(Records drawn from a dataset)
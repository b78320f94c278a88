//! Brick registry
//!
//! Local bricks live in a concurrent map. Misses fall through to an optional
//! [`BrickSource`]; concurrent lookups of the same missing id share one fetch.
//! Brick schemas are compiled on first use and kept until the brick is
//! replaced.

use crate::bricks::{Brick, BrickKind};
use crate::core::registry_id::RegistryId;
use crate::errors::PipelineError;
use crate::schema::{CompiledSchema, SchemaRole};
use dashmap::DashMap;
use std::collections::HashMap;
use std::sync::{Arc, RwLock};
use tokio::sync::OnceCell;
use tracing::debug;

/// Remote or background source of bricks not registered locally
#[async_trait::async_trait]
pub trait BrickSource: Send + Sync {
    /// `Ok(None)` when the source does not know the id
    async fn fetch(&self, id: &RegistryId) -> Result<Option<Arc<dyn Brick>>, PipelineError>;
}

/// A brick together with its resolved kind
#[derive(Clone)]
pub struct TypedBrick {
    pub brick: Arc<dyn Brick>,
    pub kind: BrickKind,
}

type PendingFetch = Arc<OnceCell<Option<Arc<dyn Brick>>>>;

/// Registry for managing bricks
pub struct BrickRegistry {
    bricks: DashMap<RegistryId, Arc<dyn Brick>>,
    pending: DashMap<RegistryId, PendingFetch>,
    schemas: DashMap<(RegistryId, SchemaRole), Arc<CompiledSchema>>,
    typed_cache: RwLock<Option<Arc<HashMap<RegistryId, TypedBrick>>>>,
    source: Option<Arc<dyn BrickSource>>,
}

impl BrickRegistry {
    /// Create a new empty registry
    pub fn new() -> Self {
        Self {
            bricks: DashMap::new(),
            pending: DashMap::new(),
            schemas: DashMap::new(),
            typed_cache: RwLock::new(None),
            source: None,
        }
    }

    /// Registry that falls back to `source` for unknown ids
    pub fn with_source(source: Arc<dyn BrickSource>) -> Self {
        Self {
            source: Some(source),
            ..Self::new()
        }
    }

    /// Register bricks, replacing any with the same id
    pub fn register(&self, bricks: impl IntoIterator<Item = Arc<dyn Brick>>) {
        for brick in bricks {
            debug!("Registering brick {}", brick.id());
            self.forget_schemas(brick.id());
            self.bricks.insert(brick.id().clone(), brick);
        }
        self.invalidate();
    }

    pub fn register_one(&self, brick: Arc<dyn Brick>) {
        self.register([brick]);
    }

    /// Resolve a brick, consulting the source on a local miss
    pub async fn lookup(&self, id: &RegistryId) -> Result<Arc<dyn Brick>, PipelineError> {
        if let Some(brick) = self.bricks.get(id) {
            return Ok(brick.clone());
        }

        let Some(source) = self.source.clone() else {
            return Err(not_found(id));
        };

        let cell = self
            .pending
            .entry(id.clone())
            .or_insert_with(|| Arc::new(OnceCell::new()))
            .clone();

        let fetched = cell
            .get_or_try_init(|| async {
                debug!("Fetching brick {} from source", id);
                source.fetch(id).await
            })
            .await;

        let fetched = match fetched {
            Ok(fetched) => fetched.clone(),
            Err(e) => {
                // Failed fetches are retried by the next lookup
                self.forget_pending(id, &cell);
                return Err(e);
            }
        };

        let result = match fetched {
            Some(brick) => {
                if !self.bricks.contains_key(id) {
                    self.bricks.insert(id.clone(), brick.clone());
                    self.invalidate();
                }
                Ok(brick)
            }
            None => Err(not_found(id)),
        };

        // A resolved fetch is not reused; a later miss asks the source again
        self.forget_pending(id, &cell);
        result
    }

    /// Compiled input or output schema of `brick`
    ///
    /// `None` when the brick declares no schema for `role`.
    pub fn compiled_schema(&self, brick: &dyn Brick, role: SchemaRole) -> Option<Arc<CompiledSchema>> {
        let schema = match role {
            SchemaRole::Input => brick.input_schema(),
            SchemaRole::Output => brick.output_schema()?,
        };
        let compiled = self
            .schemas
            .entry((brick.id().clone(), role))
            .or_insert_with(|| Arc::new(CompiledSchema::compile(schema)))
            .clone();
        Some(compiled)
    }

    /// Local lookup only
    pub fn get(&self, id: &RegistryId) -> Option<Arc<dyn Brick>> {
        self.bricks.get(id).map(|brick| brick.clone())
    }

    pub fn contains(&self, id: &RegistryId) -> bool {
        self.bricks.contains_key(id)
    }

    /// Every local brick with its kind, cached until the registry changes
    pub fn all_typed(&self) -> Arc<HashMap<RegistryId, TypedBrick>> {
        if let Ok(cache) = self.typed_cache.read() {
            if let Some(typed) = cache.as_ref() {
                return typed.clone();
            }
        }

        // Built under the write lock so a concurrent invalidation cannot be
        // overwritten by an older snapshot
        match self.typed_cache.write() {
            Ok(mut cache) => {
                if let Some(typed) = cache.as_ref() {
                    return typed.clone();
                }
                let typed = Arc::new(self.build_typed());
                *cache = Some(typed.clone());
                typed
            }
            Err(_) => Arc::new(self.build_typed()),
        }
    }

    fn build_typed(&self) -> HashMap<RegistryId, TypedBrick> {
        self.bricks
            .iter()
            .map(|entry| {
                let brick = entry.value().clone();
                let kind = brick.kind();
                (entry.key().clone(), TypedBrick { brick, kind })
            })
            .collect()
    }

    /// Sorted ids of local bricks
    pub fn ids(&self) -> Vec<RegistryId> {
        let mut ids: Vec<RegistryId> = self.bricks.iter().map(|entry| entry.key().clone()).collect();
        ids.sort();
        ids
    }

    pub fn len(&self) -> usize {
        self.bricks.len()
    }

    pub fn is_empty(&self) -> bool {
        self.bricks.is_empty()
    }

    /// Remove every brick, pending fetch and cache
    pub fn clear(&self) {
        self.bricks.clear();
        self.pending.clear();
        self.schemas.clear();
        self.invalidate();
    }

    fn forget_pending(&self, id: &RegistryId, cell: &PendingFetch) {
        self.pending.remove_if(id, |_, pending| Arc::ptr_eq(pending, cell));
    }

    fn forget_schemas(&self, id: &RegistryId) {
        self.schemas.remove(&(id.clone(), SchemaRole::Input));
        self.schemas.remove(&(id.clone(), SchemaRole::Output));
    }

    fn invalidate(&self) {
        if let Ok(mut cache) = self.typed_cache.write() {
            *cache = None;
        }
    }
}

impl Default for BrickRegistry {
    fn default() -> Self {
        Self::new()
    }
}

fn not_found(id: &RegistryId) -> PipelineError {
    PipelineError::BrickNotFound { id: id.to_string() }
}
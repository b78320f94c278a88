//! Test: `@mod` snapshot semantics and the state bricks

use crate::helpers::*;
use brick_runtime::bricks::builtin::{GetStateBrick, SetStateBrick};
use brick_runtime::core::RegistryId;
use brick_runtime::execution::ExecutionEngine;
use brick_runtime::persistence::{MergeStrategy, ModComponentRef, StateNamespace};
use serde_json::{json, Value};
use std::sync::Arc;

fn component() -> ModComponentRef {
    ModComponentRef::new(Some(RegistryId::parse("@test/mod").unwrap()))
}

async fn seed(engine: &ExecutionEngine, component: &ModComponentRef, data: Value) {
    engine
        .state_store()
        .set_state(StateNamespace::Mod, data, MergeStrategy::Replace, component)
        .await
        .unwrap();
}

#[tokio::test]
async fn test_mod_snapshot_is_stable_within_a_run() {
    let engine = engine_with(vec![Arc::new(ExternalWriterBrick::new())]);
    let component = component();
    seed(&engine, &component, json!({"name": "before"})).await;

    let steps = vec![
        identity(json!({"name": var("@mod.name")})).with_output_key("first"),
        step(ExternalWriterBrick::ID).with_arg("name", "after"),
        identity(json!({"first": var("@first.name"), "second": var("@mod.name")})),
    ];

    let options = engine.run_options().with_mod_component(component.clone());
    let report = run_with(&engine, steps, json!({}), options).await;

    assert_eq!(report.result, Ok(json!({"first": "before", "second": "before"})));

    // The write did land in the store
    let stored = engine.state_store().get_state(StateNamespace::Mod, &component).await.unwrap();
    assert_eq!(stored, json!({"name": "after"}));
}

#[tokio::test]
async fn test_next_run_sees_new_state() {
    let engine = engine_with(vec![Arc::new(ExternalWriterBrick::new())]);
    let component = component();
    seed(&engine, &component, json!({"name": "before"})).await;

    let writer = vec![step(ExternalWriterBrick::ID).with_arg("name", "after")];
    let options = engine.run_options().with_mod_component(component.clone());
    run_with(&engine, writer, json!({}), options).await.result.unwrap();

    let reader = vec![identity(json!({"name": var("@mod.name")}))];
    let options = engine.run_options().with_mod_component(component);
    let report = run_with(&engine, reader, json!({}), options).await;

    assert_eq!(report.result, Ok(json!({"name": "after"})));
}

/// Unlike `@mod`, the get brick always reads the store
#[tokio::test]
async fn test_state_bricks_read_and_write_through() {
    let engine = engine_with(vec![]);
    let component = component();
    seed(&engine, &component, json!({"count": 1, "label": "kept"})).await;

    let steps = vec![
        identity(json!({"snapshot": var("@mod.count")})).with_output_key("before"),
        step(SetStateBrick::ID)
            .with_arg("data", json!({"count": 2}))
            .with_output_key("written"),
        step(GetStateBrick::ID).with_output_key("current"),
        identity(json!({
            "snapshot": var("@before.snapshot"),
            "written": var("@written"),
            "current": var("@current.count"),
            "stale": var("@mod.count"),
        })),
    ];

    let options = engine.run_options().with_mod_component(component);
    let report = run_with(&engine, steps, json!({}), options).await;

    assert_eq!(
        report.result,
        Ok(json!({
            "snapshot": 1,
            "written": {"count": 2, "label": "kept"},
            "current": 2,
            "stale": 1,
        }))
    );
}

#[tokio::test]
async fn test_set_state_replace_and_namespaces() {
    let engine = engine_with(vec![]);
    let component = component();
    seed(&engine, &component, json!({"count": 1, "label": "dropped"})).await;

    let steps = vec![
        step(SetStateBrick::ID)
            .with_arg("data", json!({"count": 5}))
            .with_arg("mergeStrategy", "replace"),
        step(SetStateBrick::ID)
            .with_arg("data", json!({"theme": "dark"}))
            .with_arg("namespace", "private"),
    ];

    let options = engine.run_options().with_mod_component(component.clone());
    run_with(&engine, steps, json!({}), options).await.result.unwrap();

    let store = engine.state_store();
    assert_eq!(
        store.get_state(StateNamespace::Mod, &component).await.unwrap(),
        json!({"count": 5})
    );
    assert_eq!(
        store.get_state(StateNamespace::Private, &component).await.unwrap(),
        json!({"theme": "dark"})
    );
    assert_eq!(store.get_state(StateNamespace::Shared, &component).await.unwrap(), json!({}));
}

#[tokio::test]
async fn test_unknown_namespace_is_configuration_error() {
    let engine = engine_with(vec![]);
    let steps = vec![step(GetStateBrick::ID).with_arg("namespace", "global")];

    let report = run(&engine, steps, json!({})).await;

    let err = report.result.unwrap_err();
    assert!(matches!(
        err,
        brick_runtime::errors::PipelineError::InputValidation(_)
            | brick_runtime::errors::PipelineError::Configuration(_)
    ));
}

/// Reusing one set of options still gives every run its own snapshot
#[tokio::test]
async fn test_reused_options_see_new_state() {
    let engine = engine_with(vec![]);
    let component = component();
    let options = engine.run_options().with_mod_component(component.clone());
    let reader = vec![identity(json!({"name": var("@mod.name")}))];

    seed(&engine, &component, json!({"name": "before"})).await;
    let first = run_with(&engine, reader.clone(), json!({}), options.clone()).await;

    seed(&engine, &component, json!({"name": "after"})).await;
    let second = run_with(&engine, reader, json!({}), options).await;

    assert_eq!(first.result, Ok(json!({"name": "before"})));
    assert_eq!(second.result, Ok(json!({"name": "after"})));
}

▶ _Exercise_:
Copy each line from the entries above that has the word "stored" in it.

▶ _Reply_:
    let stored = engine.state_store().get_state(StateNamespace::Mod, &component).await.unwrap();
    assert_eq!(stored, json!({"name": "after"}));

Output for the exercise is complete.